→ Data for review

[Start of Attachment]

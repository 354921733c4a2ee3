//! End-to-end batch pipeline against a scripted model and an in-memory store.
//!
//! Uploads are Markdown fixtures; the fixture converter reads them back as
//! text so the classifier, extractor, store and graph builder all run for real.

use async_trait::async_trait;
use papergraph_common::{Mode, RelationType};
use papergraph_config::Config;
use papergraph_db::{ContentStore, MemoryStore, Namespace};
use papergraph_ingestion::dedup::save_upload;
use papergraph_ingestion::{
    BatchFile, BatchRequest, DocumentConverter, IngestionError, JobEvent, JobStatus, JobStore,
    Orchestrator,
};
use papergraph_llm::mock::ScriptedBackend;
use papergraph_llm::LlmError;
use pretty_assertions::assert_eq;
use std::path::Path;
use std::sync::Arc;
use tokio::sync::broadcast;
use uuid::Uuid;

const PAPER_A: &str = "Paper A\n## Abstract\nThis paper introduces optimization theory for scheduling.\n## Methods\nConvex analysis.\n";
const PAPER_B: &str = "Paper B\n## Abstract\nThis paper applies it to traffic control at intersections.\n## Evaluation\nDelay drops.\n";

struct FixtureConverter;

#[async_trait]
impl DocumentConverter for FixtureConverter {
    async fn convert(&self, path: &Path) -> Result<String, IngestionError> {
        Ok(tokio::fs::read_to_string(path).await?)
    }
    fn name(&self) -> &str { "fixture" }
}

fn scripted_model() -> ScriptedBackend {
    ScriptedBackend::with_responder(|req| {
        let prompt = req.messages.last().map(|m| m.content.as_str()).unwrap_or_default();
        let reply = if prompt.contains("Knowledge Tree") {
            r#"{"relation_type": "Extends", "confidence": 0.8, "explanation": "B applies the theory of A"}"#
        } else if prompt.contains("introduces optimization theory") {
            r#"{"methodology": "Convex analysis", "key_result": "introduces optimization theory", "core_theory": "Optimization"}"#
        } else {
            r#"{"methodology": "Field study", "key_result": "applies it to traffic control", "core_theory": "Optimization"}"#
        };
        Ok::<_, LlmError>(reply.to_string())
    })
}

fn extraction_calls(backend: &ScriptedBackend) -> usize {
    backend
        .prompts()
        .iter()
        .filter(|p| p.contains("Extract the educational value"))
        .count()
}

struct Harness {
    _dir: tempfile::TempDir,
    orch: Orchestrator,
    backend: Arc<ScriptedBackend>,
    store: Arc<MemoryStore>,
    events: broadcast::Receiver<JobEvent>,
}

fn harness(backend: ScriptedBackend) -> Harness {
    let dir = tempfile::tempdir().unwrap();
    let mut config = Config::default();
    config.server.upload_dir = dir.path().to_path_buf();

    let backend = Arc::new(backend);
    let store = Arc::new(MemoryStore::new());
    let jobs = JobStore::new();
    let events = jobs.subscribe();
    let orch = Orchestrator::new(&config, jobs, backend.clone(), store.clone(), Arc::new(FixtureConverter));
    Harness { _dir: dir, orch, backend, store, events }
}

impl Harness {
    async fn upload(&self, name: &str, body: &str) -> BatchFile {
        let (id, _) = save_upload(self.orch.upload_dir(), body.as_bytes()).await.unwrap();
        let path = papergraph_ingestion::dedup::stored_path(self.orch.upload_dir(), &id);
        BatchFile { id, original_name: name.to_string(), path }
    }

    /// Collect events for `id` until it completes or fails.
    async fn drain(&mut self, id: Uuid) -> Vec<JobEvent> {
        let mut seen = Vec::new();
        loop {
            let event = self.events.recv().await.unwrap();
            let done = matches!(
                &event,
                JobEvent::Completed { job_id, .. } | JobEvent::Failed { job_id, .. } if *job_id == id
            );
            seen.push(event);
            if done {
                return seen;
            }
        }
    }
}

#[tokio::test]
async fn test_two_papers_make_one_extends_edge() {
    let mut h = harness(scripted_model());
    let a = h.upload("A.pdf", PAPER_A).await;
    let b = h.upload("B.pdf", PAPER_B).await;
    let (a_id, b_id) = (a.id.clone(), b.id.clone());

    let job_id = h
        .orch
        .submit_batch(BatchRequest { files: vec![a, b], mode: Mode::Student, confidence_threshold: Some(0.5) })
        .await;
    h.drain(job_id).await;

    let job = h.orch.jobs().get(&job_id).await.unwrap();
    assert_eq!(job.status, JobStatus::Completed);
    assert_eq!(job.progress, 100);
    let graph = job.result.unwrap();
    assert_eq!(graph.nodes.len(), 2);
    assert_eq!(graph.nodes[0].data.label, "A.pdf");
    assert_eq!(graph.edges.len(), 1);

    let edge = &graph.edges[0];
    assert_eq!(edge.source, a_id);
    assert_eq!(edge.target, b_id);
    assert_eq!(edge.id, format!("{a_id}->{b_id}"));
    assert_eq!(edge.data.relation_type, RelationType::Extends);
    assert_eq!(edge.data.confidence, 0.8);

    let stored = h.store.get_all(&Namespace::from(Mode::Student)).await.unwrap();
    assert_eq!(stored.len(), 2);
    assert_eq!(stored[0].metadata.original_filename.as_deref(), Some("A.pdf"));
    assert!(h.store.get_all(&Namespace::from(Mode::Researcher)).await.unwrap().is_empty());
}

#[tokio::test]
async fn test_same_content_is_extracted_once() {
    let mut h = harness(scripted_model());
    let first = h.upload("A.pdf", PAPER_A).await;
    let again = h.upload("A (copy).pdf", PAPER_A).await;
    assert_eq!(first.id, again.id);

    let job_id = h
        .orch
        .submit_batch(BatchRequest { files: vec![first.clone(), again], mode: Mode::Student, confidence_threshold: None })
        .await;
    h.drain(job_id).await;
    assert_eq!(extraction_calls(&h.backend), 1);

    let job_id = h
        .orch
        .submit_batch(BatchRequest { files: vec![first], mode: Mode::Student, confidence_threshold: None })
        .await;
    h.drain(job_id).await;
    assert_eq!(extraction_calls(&h.backend), 1);

    let job = h.orch.jobs().get(&job_id).await.unwrap();
    assert_eq!(job.status, JobStatus::Completed);
    assert_eq!(job.result.unwrap().nodes.len(), 0);
}

#[tokio::test(start_paused = true)]
async fn test_rate_limit_surfaces_on_job() {
    let backend = scripted_model().push_error(LlmError::RateLimitExceeded("429 Too Many Requests".into()));
    let mut h = harness(backend);
    let a = h.upload("A.pdf", PAPER_A).await;

    let job_id = h
        .orch
        .submit_batch(BatchRequest { files: vec![a], mode: Mode::Student, confidence_threshold: None })
        .await;
    let statuses: Vec<JobStatus> = h
        .drain(job_id)
        .await
        .into_iter()
        .filter_map(|e| match e {
            JobEvent::Progress { status, .. } => Some(status),
            _ => None,
        })
        .collect();

    let limited = statuses.iter().position(|s| *s == JobStatus::Ratelimit).unwrap();
    assert_eq!(statuses[limited + 1], JobStatus::Processing);
    assert_eq!(extraction_calls(&h.backend), 2);
    assert_eq!(h.orch.jobs().get(&job_id).await.unwrap().status, JobStatus::Completed);
}

#[tokio::test]
async fn test_unreadable_uploads_fail_the_job() {
    let mut h = harness(scripted_model());
    let ghost = BatchFile {
        id: "missing".into(),
        original_name: "ghost.pdf".into(),
        path: h.orch.upload_dir().join("missing.pdf"),
    };

    let job_id = h
        .orch
        .submit_batch(BatchRequest { files: vec![ghost], mode: Mode::Researcher, confidence_threshold: None })
        .await;
    h.drain(job_id).await;

    let job = h.orch.jobs().get(&job_id).await.unwrap();
    assert_eq!(job.status, JobStatus::Failed);
    assert_eq!(job.error.as_deref(), Some("No valid PDF files could be processed."));
    assert_eq!(h.backend.calls(), 0);
}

[End of Attachment]

→ Goal of the exercise
Above are the records; copy exactly the lines from the line with "completes or fails." through the line with "assert_eq!(edge.data.confidence, 0.8);", both included.

→ Output for this exercise
    /// Collect events for `id` until it completes or fails.
    async fn drain(&mut self, id: Uuid) -> Vec<JobEvent> {
        let mut seen = Vec::new();
        loop {
            let event = self.events.recv().await.unwrap();
            let done = matches!(
                &event,
                JobEvent::Completed { job_id, .. } | JobEvent::Failed { job_id, .. } if *job_id == id
            );
            seen.push(event);
            if done {
                return seen;
            }
        }
    }
}

#[tokio::test]
async fn test_two_papers_make_one_extends_edge() {
    let mut h = harness(scripted_model());
    let a = h.upload("A.pdf", PAPER_A).await;
    let b = h.upload("B.pdf", PAPER_B).await;
    let (a_id, b_id) = (a.id.clone(), b.id.clone());

    let job_id = h
        .orch
        .submit_batch(BatchRequest { files: vec![a, b], mode: Mode::Student, confidence_threshold: Some(0.5) })
        .await;
    h.drain(job_id).await;

    let job = h.orch.jobs().get(&job_id).await.unwrap();
    assert_eq!(job.status, JobStatus::Completed);
    assert_eq!(job.progress, 100);
    let graph = job.result.unwrap();
    assert_eq!(graph.nodes.len(), 2);
    assert_eq!(graph.nodes[0].data.label, "A.pdf");
    assert_eq!(graph.edges.len(), 1);

    let edge = &graph.edges[0];
    assert_eq!(edge.source, a_id);
    assert_eq!(edge.target, b_id);
    assert_eq!(edge.id, format!("{a_id}->{b_id}"));
    assert_eq!(edge.data.relation_type, RelationType::Extends);
    assert_eq!(edge.data.confidence, 0.8);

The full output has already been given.